Dear Chevy Cheyenne,

Dear Chevy Cheyenne,
How I miss you.  You belonged to me for such a short period of my life, but you meant so much.  Remember how I would lay down across your wonderful bench seat and nap anywhere and everywhere?  And the springs in the driver’s part were broken by me? Do you remember me as a wee little tike, age 2, time to get out, walking across to the edge, simply kicking my feet out and landing on my bum?
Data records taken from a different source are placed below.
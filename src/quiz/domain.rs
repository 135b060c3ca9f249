use std::collections::BTreeMap;
use std::fmt;

use serde::{Deserialize, Serialize};

/// Identifier wrapper for catalog questions (1-based, stable display order).
#[derive(Debug, Clone, Copy, PartialEq, Eq, PartialOrd, Ord, Hash, Serialize, Deserialize)]
pub struct QuestionId(pub u32);

impl fmt::Display for QuestionId {
    fn fmt(&self, f: &mut fmt::Formatter<'_>) -> fmt::Result {
        write!(f, "{}", self.0)
    }
}

/// The six debt-situation archetypes a respondent can be classified into.
///
/// The set is closed; scoring never produces a key outside it.
#[derive(Debug, Clone, Copy, PartialEq, Eq, PartialOrd, Ord, Hash, Serialize, Deserialize)]
#[serde(rename_all = "lowercase")]
pub enum Profile {
    Student,
    Credit,
    Medical,
    Mortgage,
    Multi,
    Solidarity,
}

impl Profile {
    /// Enumeration order, which doubles as the deterministic secondary order
    /// used when tie-breaking primary-profile candidates.
    pub const ALL: [Profile; 6] = [
        Profile::Student,
        Profile::Credit,
        Profile::Medical,
        Profile::Mortgage,
        Profile::Multi,
        Profile::Solidarity,
    ];

    pub const fn key(self) -> &'static str {
        match self {
            Profile::Student => "student",
            Profile::Credit => "credit",
            Profile::Medical => "medical",
            Profile::Mortgage => "mortgage",
            Profile::Multi => "multi",
            Profile::Solidarity => "solidarity",
        }
    }

    /// Reader-facing archetype name reported alongside the primary profile.
    pub const fn display_name(self) -> &'static str {
        match self {
            Profile::Student => "Student Loan Struggler",
            Profile::Credit => "Credit Card Cycler",
            Profile::Medical => "Medical Debt Survivor",
            Profile::Mortgage => "Asset-Secured Borrower",
            Profile::Multi => "Multi-Generational Carrier",
            Profile::Solidarity => "Solidarity Participant",
        }
    }
}

/// Accumulated score per archetype. Every key is always present and values
/// only ever increase while answers are aggregated.
#[derive(Debug, Clone, Copy, Default, PartialEq, Serialize, Deserialize)]
pub struct ProfileScores {
    #[serde(default)]
    pub student: f64,
    #[serde(default)]
    pub credit: f64,
    #[serde(default)]
    pub medical: f64,
    #[serde(default)]
    pub mortgage: f64,
    #[serde(default)]
    pub multi: f64,
    #[serde(default)]
    pub solidarity: f64,
}

impl ProfileScores {
    pub fn get(&self, profile: Profile) -> f64 {
        match profile {
            Profile::Student => self.student,
            Profile::Credit => self.credit,
            Profile::Medical => self.medical,
            Profile::Mortgage => self.mortgage,
            Profile::Multi => self.multi,
            Profile::Solidarity => self.solidarity,
        }
    }

    pub(crate) fn add(&mut self, profile: Profile, points: f64) {
        let slot = match profile {
            Profile::Student => &mut self.student,
            Profile::Credit => &mut self.credit,
            Profile::Medical => &mut self.medical,
            Profile::Mortgage => &mut self.mortgage,
            Profile::Multi => &mut self.multi,
            Profile::Solidarity => &mut self.solidarity,
        };
        *slot += points;
    }
}

/// Scoring contribution attached to a selectable option.
#[derive(Debug, Clone, Default, PartialEq, Serialize, Deserialize)]
pub struct OptionScoring {
    #[serde(default, skip_serializing_if = "BTreeMap::is_empty")]
    pub profiles: BTreeMap<Profile, f64>,
    #[serde(default, skip_serializing_if = "Option::is_none")]
    pub readiness: Option<i32>,
}

/// One selectable option of a catalog question.
#[derive(Debug, Clone, PartialEq, Serialize, Deserialize)]
pub struct AnswerOption {
    pub label: String,
    pub value: String,
    #[serde(default)]
    pub scoring: OptionScoring,
}

/// How a question collects its answer. The catalog's declared kind is
/// authoritative for scoring dispatch regardless of the payload shape.
#[derive(Debug, Clone, Copy, Default, PartialEq, Eq, Serialize, Deserialize)]
#[serde(rename_all = "kebab-case")]
pub enum QuestionKind {
    #[default]
    SingleChoice,
    Freeform,
    Ranked,
    MultiSelect,
}

impl QuestionKind {
    pub const fn label(self) -> &'static str {
        match self {
            QuestionKind::SingleChoice => "single-choice",
            QuestionKind::Freeform => "freeform",
            QuestionKind::Ranked => "ranked",
            QuestionKind::MultiSelect => "multi-select",
        }
    }
}

/// Immutable catalog question definition.
#[derive(Debug, Clone, PartialEq, Serialize, Deserialize)]
pub struct Question {
    pub id: QuestionId,
    pub prompt: String,
    #[serde(default)]
    pub kind: QuestionKind,
    pub options: Vec<AnswerOption>,
}

/// Submitted answer payload as a tagged union over the three answer shapes.
#[derive(Debug, Clone, PartialEq, Eq, Serialize, Deserialize)]
#[serde(rename_all = "snake_case")]
pub enum AnswerPayload {
    /// A single selected option value.
    Choice(String),
    /// An unordered selection of option values.
    Choices(Vec<String>),
    /// Option values ordered from highest to lowest priority.
    Ranking(Vec<String>),
}

impl AnswerPayload {
    /// Selected values in submission order.
    pub fn values(&self) -> &[String] {
        match self {
            AnswerPayload::Choice(value) => std::slice::from_ref(value),
            AnswerPayload::Choices(values) | AnswerPayload::Ranking(values) => values,
        }
    }

    /// The value used when the catalog scores this answer as a single choice.
    pub fn primary(&self) -> Option<&str> {
        self.values().first().map(String::as_str)
    }
}

/// One respondent answer tied to a catalog question.
#[derive(Debug, Clone, PartialEq, Eq, Serialize, Deserialize)]
pub struct QuizAnswer {
    pub question_id: QuestionId,
    pub payload: AnswerPayload,
}

/// A completed quiz session handed to the scoring engine as one batch.
#[derive(Debug, Clone, Default, PartialEq, Eq, Serialize, Deserialize)]
pub struct QuizSubmission {
    pub answers: Vec<QuizAnswer>,
    #[serde(default, skip_serializing_if = "Option::is_none")]
    pub freeform_response: Option<String>,
    #[serde(default, skip_serializing_if = "Option::is_none")]
    pub contact_info: Option<String>,
}

impl QuizSubmission {
    /// Records an answer, replacing any earlier answer for the same question.
    /// Answers are keyed by question id, last write wins.
    pub fn record_answer(&mut self, answer: QuizAnswer) {
        match self
            .answers
            .iter_mut()
            .find(|existing| existing.question_id == answer.question_id)
        {
            Some(existing) => *existing = answer,
            None => self.answers.push(answer),
        }
    }
}

/// Openness to collaborative financial solutions, derived from the 0-100
/// readiness score.
#[derive(Debug, Clone, Copy, PartialEq, Eq, Serialize, Deserialize)]
#[serde(rename_all = "lowercase")]
pub enum ReadinessLevel {
    Low,
    Medium,
    High,
}

impl ReadinessLevel {
    pub const fn label(self) -> &'static str {
        match self {
            ReadinessLevel::Low => "low",
            ReadinessLevel::Medium => "medium",
            ReadinessLevel::High => "high",
        }
    }
}

/// The winning archetype with its derived match percentage.
#[derive(Debug, Clone, PartialEq, Eq, Serialize, Deserialize)]
pub struct PrimaryProfile {
    pub profile: Profile,
    pub name: String,
    /// Always within [60, 95].
    pub match_percentage: u8,
}

/// Full scoring output for one submission. Produced once, never mutated.
#[derive(Debug, Clone, PartialEq, Serialize, Deserialize)]
pub struct QuizResult {
    pub answers: Vec<QuizAnswer>,
    #[serde(default, skip_serializing_if = "Option::is_none")]
    pub freeform_response: Option<String>,
    #[serde(default, skip_serializing_if = "Option::is_none")]
    pub contact_info: Option<String>,
    pub profile_scores: ProfileScores,
    pub primary_profile: PrimaryProfile,
    /// Always within [0, 100].
    pub readiness_score: u8,
    pub readiness_level: ReadinessLevel,
    pub recommendations: Vec<String>,
}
So when I drove you at age 21, I had to sit on a pillow just so I would be able to see?  Good times. 
Do you remember belonging to my dad?  You were his when he ripped his Achilles tendon the second time.  I vividly recall him pounding on your dash in frustration at himself.  You didn’t deserve the abuse, but you took it like the champ you were.
And that time at my dad’s softball game, I don’t remember where we were, but I remember there were giant bugs flying around all over creation.  You sheltered me in your cab from the demon insects.  Thank you.
We had so many good times together!  Your lovely matching camper that held me so high in the air as we drove down the road allowing me to see great distances ahead.  Riding anywhere and everywhere in your bed gazing at the beauty of the heavens.  Hauling jet skis to lakes for holidays and vacations, storing coolers in your bed.  Moving our family from Hesperia to Phoenix.  Trying to protect the trailer we were trying to sell, but you yourself getting broken in to.  In later years, the many colors of paint you proudly wore.  The weird spot in the bed that melted anything that came in contact.  Your disdain for a key to start you was years ahead of your time.  Your split windows and broken cranks and horrible gas mileage and pathetic radio and self-changing oil and shorted out horn and brights foot pedal and duel gas tanks.  I miss it all.
I did my best to take care of you.  I added oil when you got low.  I didn’t let anyone just toss their trash in your bed.  I tried to keep them from scratching your rust when we hauled props.  I wouldn’t let just anyone drive you.  I washed you and vacuumed you and kept a nice blanket as your seat cover.
I was devastated when my parents sold you.  Truly.  And to someone who didn’t care at all.  Do you remember that last hug I gave you a few days after your sale and just weeks before your death?  I still miss you.
If I could have located you in your abandonment, I would have pushed you home and never let you go again.  And then someday I would have made your outside as beautiful as your inside and handed you down to my daughter, but only if she loved you as I loved you.
I miss you.  If you’re out there, somewhere, please come home to my heart where you belong.